Backed by 60 million dollars in pre-IPO financing from the likes of J.P. Morgan, Jardine Fleming, NEC and Hitachi, Tokyo Metallic is rapidly deploying its Digital Subscriber Line (DSL) technology throughout Tokyo. DSL can transmit large volumes of data over standard copper phone lines (hence the name Metallic) at low cost and speeds more than ten times that of ISDN or a standard dial-up modem.

Even as the Japanese government's IT Strategy Council issues edicts calling for Japan to bring fiber optics to each and every home and surpass the US in five years, Tokyo Metallic, eAccess and other DSL providers - with the quiet blessing of the Ministry of Public Management, Home Affairs, Posts and Telecommunications (previously the MPT) - are already supplying broadband solutions that may put paid to NTT's grandiose fiber-optic ambitions.

Last Place

The one-man revolution behind Tokyo Metallic and its newly founded sister Osaka Metallic is President and CEO Hiroaki Kobayashi, a former word processor salesman who has almost single-handedly managed to force NTT to open up its copper lines to Metallic's DSL technology.

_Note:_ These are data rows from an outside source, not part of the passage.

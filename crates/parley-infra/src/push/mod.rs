//! Websocket push transport.
//!
//! [`WsTransport`] implements the core [`PushTransport`] port with
//! tokio-tungstenite. The handshake sends `Authorization: Bearer <credential>`
//! and names the user in the `userId` query parameter. Frames are JSON text
//! (see [`frame`]).

pub mod frame;

use futures_util::{SinkExt, StreamExt};
use reqwest::Url;
use secrecy::{ExposeSecret, SecretString};
use tokio::net::TcpStream;
use tokio_tungstenite::tungstenite::client::IntoClientRequest;
use tokio_tungstenite::tungstenite::http::{HeaderValue, StatusCode, header};
use tokio_tungstenite::tungstenite::{self, Message};
use tokio_tungstenite::{MaybeTlsStream, WebSocketStream};

use parley_core::connection::{PushLink, PushTransport};
use parley_types::error::PushError;
use parley_types::event::{InboundEvent, OutboundEvent};
use parley_types::id::UserId;

/// Opens websocket links to the push endpoint.
#[derive(Debug, Clone)]
pub struct WsTransport {
    url: String,
}

impl WsTransport {
    pub fn new(url: impl Into<String>) -> Self {
        Self { url: url.into() }
    }

    pub fn url(&self) -> &str {
        &self.url
    }

    fn endpoint(&self, user: &UserId) -> Result<Url, PushError> {
        let mut url = Url::parse(&self.url)
            .map_err(|e| PushError::Handshake(format!("invalid push url {}: {e}", self.url)))?;
        url.query_pairs_mut().append_pair("userId", user.as_str());
        Ok(url)
    }
}

fn handshake_error(err: tungstenite::Error) -> PushError {
    match err {
        tungstenite::Error::Http(response)
            if matches!(response.status(), StatusCode::UNAUTHORIZED | StatusCode::FORBIDDEN) =>
        {
            PushError::Unauthorized
        }
        tungstenite::Error::Http(response) => {
            PushError::Handshake(format!("server answered {}", response.status()))
        }
        other => PushError::Handshake(other.to_string()),
    }
}

impl PushTransport for WsTransport {
    type Link = WsLink;

    async fn open(&self, user: &UserId, credential: &SecretString) -> Result<WsLink, PushError> {
        let url = self.endpoint(user)?;
        let mut request = url
            .as_str()
            .into_client_request()
            .map_err(handshake_error)?;

        let bearer = HeaderValue::from_str(&format!("Bearer {}", credential.expose_secret()))
            .map_err(|_| PushError::Handshake("credential is not a valid header value".into()))?;
        request.headers_mut().insert(header::AUTHORIZATION, bearer);

        let (stream, response) = tokio_tungstenite::connect_async(request)
            .await
            .map_err(handshake_error)?;
        tracing::debug!(user = %user, status = %response.status(), "push handshake complete");

        Ok(WsLink { stream })
    }
}

/// One live websocket connection.
pub struct WsLink {
    stream: WebSocketStream<MaybeTlsStream<TcpStream>>,
}

impl PushLink for WsLink {
    async fn send(&mut self, event: &OutboundEvent) -> Result<(), PushError> {
        let text = frame::encode(event)?;
        self.stream
            .send(Message::Text(text.into()))
            .await
            .map_err(|e| PushError::Transport(e.to_string()))
    }

    async fn next(&mut self) -> Option<Result<InboundEvent, PushError>> {
        loop {
            let message = match self.stream.next().await? {
                Ok(message) => message,
                Err(e) => return Some(Err(PushError::Transport(e.to_string()))),
            };
            match message {
                Message::Text(text) => return Some(frame::decode(text.as_str())),
                Message::Binary(bytes) => {
                    return Some(match std::str::from_utf8(&bytes) {
                        Ok(text) => frame::decode(text),
                        Err(_) => Err(PushError::Frame("binary frame is not UTF-8".into())),
                    });
                }
                Message::Close(_) => return None,
                // Pings are answered by tungstenite itself.
                Message::Ping(_) | Message::Pong(_) | Message::Frame(_) => continue,
            }
        }
    }

    async fn close(&mut self) {
        if let Err(e) = self.stream.close(None).await {
            tracing::debug!(error = %e, "push link close failed");
        }
    }
}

While NTT continued to push the ISDN technology in which it had heavily invested, Kobayashi saw in DSL a golden opportunity to bring true high-speed broadband to his countrymen. After all, unlike Japan's fragmented cable network or still-limited fiber optic network, every home in Japan is wired with POTS (plain old telephone service). He faced just one small hurdle: convincing NTT, which has a monopoly on Japan's telephone network, to open up its lines to his DSL service.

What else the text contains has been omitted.